9月21日(月)~10月20日(火)までオンラインで「第19回日本トラウマティック・ストレス学会」が開催され、保健医療学部作業療法学科の重村淳教授が参加・発表しました。
この学会は、災害、事件・事故、家庭内暴力などによってもたらされるトラウマ(心的外傷)とそのストレス(トラウマティック・ストレス)について学術的理解を深めるための学術団体です。会員は多職種で、医師・臨床心理士・看護師など多職種が参加しています。
大会企画シンポジウム「新型コロナウイルス感染症(COVID-19)がもたらす心理的影響と対応:これまでの知見と経験から学ぶ」において、重村淳教授は「COVID-19がもたらす心理社会的現象の理解に向けて」を発表しました。
COVID-19のように目に見えない出来事では人々が不安になりやすく、その不安を和らげるために、他者に攻撃性を向ける傾向があります。その結果、差別・中傷などの心理社会的現象が起きやすいことを説明しました。
また、シンポジウム「災害時の多職種連携とこころのトラウマ対応」では企画・座長を務め、災害時のこころのケアにあたり、いかに複数の職種が連携していくかを議論しました。医師・看護師・臨床心理士・スクールカウンセラーがそれぞれの立場から発表するなか、重村淳教授は精神科医師の立場として「あらゆる脅威に対応する『こころのケア』の多職種連携」を発表しました。災害は、地震や台風などの自然災害に限らず、人為災害やテロリズムなども含みます。あらゆる脅威に専門家たちが備えて連携することが必要である、と論じました。

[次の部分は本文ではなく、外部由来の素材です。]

//! CSV readers for the three input tables
//!
//! Each table has a `read_*` function over any reader (used by tests) and a
//! `load_*` wrapper that opens a file. Structural problems (unreadable file,
//! missing required column) are errors; bad cells only degrade their row.

use std::io::Read;
use std::path::Path;

use csv::{ReaderBuilder, StringRecord, Trim};

use super::columns::{ChildrenColumns, FundingColumns, RosterColumns};
use super::dates::parse_date;
use crate::error::{FundingError, FundingResult};
use crate::models::{AllocationRow, ChildRecord, RosterEntry};
use crate::services::registry::RosterRegistry;

fn csv_reader<R: Read>(reader: R) -> csv::Reader<R> {
    ReaderBuilder::new()
        .has_headers(true)
        .flexible(true)
        .trim(Trim::All)
        .from_reader(reader)
}

fn open(path: &Path) -> FundingResult<std::fs::File> {
    std::fs::File::open(path)
        .map_err(|e| FundingError::Import(format!("Failed to open {}: {}", path.display(), e)))
}

/// Non-empty cell text at `idx`
fn cell(record: &StringRecord, idx: usize) -> Option<&str> {
    record.get(idx).map(str::trim).filter(|s| !s.is_empty())
}

/// Read the children table
pub fn read_children<R: Read>(reader: R) -> FundingResult<Vec<ChildRecord>> {
    let mut reader = csv_reader(reader);
    let columns = ChildrenColumns::detect(reader.headers()?)?;

    let mut children = Vec::new();
    for (idx, result) in reader.records().enumerate() {
        let record = result?;
        let Some(name) = cell(&record, columns.name) else {
            tracing::debug!(row = idx + 1, "Skipping children row without a name");
            continue;
        };

        let mut child = ChildRecord::new(name);
        child.chick = columns.chick.and_then(|c| cell(&record, c)).map(str::to_string);
        child.date_of_birth = columns
            .date_of_birth
            .and_then(|c| cell(&record, c))
            .map(str::to_string);

        if let Some(raw) = columns.claim_until.and_then(|c| cell(&record, c)) {
            child.claim_until = parse_date(raw);
            if child.claim_until.is_none() {
                tracing::warn!(child = %name, value = %raw, "Unparseable claim expiry date");
            }
            child.claim_until_raw = Some(raw.to_string());
        }

        children.push(child);
    }

    tracing::info!(count = children.len(), "Loaded children");
    Ok(children)
}

/// Load the children table from a file
pub fn load_children(path: &Path) -> FundingResult<Vec<ChildRecord>> {
    read_children(open(path)?)
}

/// Read the funding table
///
/// Dates that fail to parse are kept as `None` so the row can be counted and
/// dropped during allocation parsing.
pub fn read_allocations<R: Read>(reader: R) -> FundingResult<Vec<AllocationRow>> {
    let mut reader = csv_reader(reader);
    let columns = FundingColumns::detect(reader.headers()?)?;

    let mut rows = Vec::new();
    for result in reader.records() {
        let record = result?;
        let Some(child) = cell(&record, columns.child) else {
            continue;
        };
        let description = cell(&record, columns.description).unwrap_or_default();
        let date = cell(&record, columns.date).and_then(parse_date);

        rows.push(AllocationRow::new(child, description, date));
    }

    tracing::info!(count = rows.len(), "Loaded allocation rows");
    Ok(rows)
}

/// Load the funding table from a file
pub fn load_allocations(path: &Path) -> FundingResult<Vec<AllocationRow>> {
    read_allocations(open(path)?)
}

/// Read a roster table into `registry`; returns how many entries were new
pub fn read_roster_into<R: Read>(
    registry: &mut RosterRegistry,
    reader: R,
    source: &str,
) -> FundingResult<usize> {
    let mut reader = csv_reader(reader);
    let columns = RosterColumns::detect(reader.headers()?)?;

    let mut entries = Vec::new();
    for result in reader.records() {
        let record = result?;
        let Some(name) = cell(&record, columns.name) else {
            continue;
        };
        let id = columns.id.and_then(|c| cell(&record, c)).map(str::to_string);
        entries.push(RosterEntry::new(id, name, source));
    }

    let read = entries.len();
    let added = registry.extend(entries);
    tracing::info!(source, read, added, "Loaded roster");
    Ok(added)
}

/// Load a roster file into `registry`
pub fn load_roster_into(registry: &mut RosterRegistry, path: &Path) -> FundingResult<usize> {
    let source = path
        .file_name()
        .map(|n| n.to_string_lossy().into_owned())
        .unwrap_or_else(|| path.display().to_string());
    read_roster_into(registry, open(path)?, &source)
}

#[cfg(test)]
mod tests {
    use super::*;
    use chrono::NaiveDate;
    use std::io::Write;
    use tempfile::NamedTempFile;

    #[test]
    fn test_read_children() {
        let data = "\u{feff}Child Name,Child Date of Birth,CHICK,Claim Until\n\
                    Amy Byrne,01/02/2021,CH1,19/01/2025\n\
                    ,02/02/2021,CH2,19/01/2025\n\
                    Tom Ryan,03/03/2022,,soon\n";

        let children = read_children(data.as_bytes()).unwrap();

        assert_eq!(children.len(), 2);
        assert_eq!(children[0].raw_name, "Amy Byrne");
        assert_eq!(children[0].chick.as_deref(), Some("CH1"));
        assert_eq!(children[0].date_of_birth.as_deref(), Some("01/02/2021"));
        assert_eq!(children[0].claim_until, NaiveDate::from_ymd_opt(2025, 1, 19));

        assert_eq!(children[1].chick, None);
        assert_eq!(children[1].claim_until, None);
        assert_eq!(children[1].claim_until_raw.as_deref(), Some("soon"));
    }

    #[test]
    fn test_read_children_requires_name_column() {
        let err = read_children("Pupil,CHICK\nAmy,CH1\n".as_bytes()).unwrap_err();
        assert!(err.is_missing_column());
    }

    #[test]
    fn test_read_allocations_keeps_bad_dates_as_none() {
        let data = "Approved Date,Child,Description,Date\n\
                    01/01/2025,Amy Byrne,Funded: 20 hours x €2.00,05/01/2025\n\
                    01/01/2025,Amy Byrne,Funded: 20 hours x €2.00,not a date\n";

        let rows = read_allocations(data.as_bytes()).unwrap();

        assert_eq!(rows.len(), 2);
        assert_eq!(rows[0].child_key, "Amy Byrne");
        assert_eq!(rows[0].date, NaiveDate::from_ymd_opt(2025, 1, 5));
        assert_eq!(rows[1].date, None);
    }

    #[test]
    fn test_roster_files_are_deduplicated() {
        let mut registry = RosterRegistry::new();

        let first = "id,name\nc1,Amy Byrne\nc2,Tom Ryan\n";
        let second = "id,name\nc2,Thomas Ryan\nc3,Sarah Brien\n";

        assert_eq!(read_roster_into(&mut registry, first.as_bytes(), "a.csv").unwrap(), 2);
        assert_eq!(read_roster_into(&mut registry, second.as_bytes(), "b.csv").unwrap(), 1);
        assert_eq!(registry.names(), vec!["Amy Byrne", "Tom Ryan", "Sarah Brien"]);
    }

    #[test]
    fn test_load_roster_from_file() {
        let mut file = NamedTempFile::new().unwrap();
        writeln!(file, "name").unwrap();
        writeln!(file, "Amy Byrne").unwrap();
        writeln!(file, "amy  byrne").unwrap();

        let mut registry = RosterRegistry::new();
        let added = load_roster_into(&mut registry, file.path()).unwrap();

        assert_eq!(added, 1);
        assert!(registry.entries()[0].id.is_none());
    }

    #[test]
    fn test_missing_file_is_import_error() {
        let err = load_children(Path::new("/nonexistent/children.csv")).unwrap_err();
        assert!(matches!(err, FundingError::Import(_)));
    }
}
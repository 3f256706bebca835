//! funding-recon - childcare funding reconciliation
//!
//! Reconciles weekly childcare subsidy allocations against each child's
//! rolling 52-week entitlement window. Allocations are consolidated into
//! contiguous funding blocks, the level covering the most days becomes the
//! base claim, and blocks above it become top-ups. Children are matched to
//! the main system's roster exactly or by shared words, with an operator
//! resolving what remains.
//!
//! # Architecture
//!
//! - `config`: Configuration and path management
//! - `error`: Custom error types
//! - `models`: Core data models (children, allocations, blocks, records)
//! - `services`: Parsing, matching, consolidation and the reconciliation driver
//! - `import`: CSV readers for the input tables
//! - `export`: CSV and JSON writers for the outputs
//! - `display`: Terminal formatting
//! - `cli`: Command handlers
//!
//! # Example
//!
//! ```rust
//! use chrono::NaiveDate;
//! use funding_recon::models::{AllocationRow, ChildRecord};
//! use funding_recon::services::{ReconcileOptions, ReconciliationService};
//!
//! let roster = vec!["Amy Byrne".to_string()];
//! let children = vec![ChildRecord::new("Amy Byrne")
//!     .with_claim_until(NaiveDate::from_ymd_opt(2025, 1, 19).unwrap())];
//! let rows = vec![AllocationRow::new(
//!     "Amy Byrne",
//!     "20 hours x €2.00",
//!     NaiveDate::from_ymd_opt(2025, 1, 5),
//! )];
//!
//! let report = ReconciliationService::new(&roster, ReconcileOptions::default())
//!     .reconcile(&children, &rows);
//! assert_eq!(report.funding_records().len(), 1);
//! ```

pub mod cli;
pub mod config;
pub mod display;
pub mod error;
pub mod export;
pub mod import;
pub mod models;
pub mod services;

pub use error::{FundingError, FundingResult};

さらにポスター発表では、重村淳教授が共同発表者の演題「東日本大震災に派遣された陸上自衛官に対する前向きコホート研究」(筆頭演者:防衛医科大学校 精神科学講座 山崎真之先生)が「最優秀演題賞」に選ばれました。
重村淳教授の発表により、COVID-19をはじめ、人為災害やテロリズムなど、あらゆる出来事が与えうる心理社会的影響が表されました。また、それらに対して事前に備え、心理的な影響を最小限とする必要性が示されています。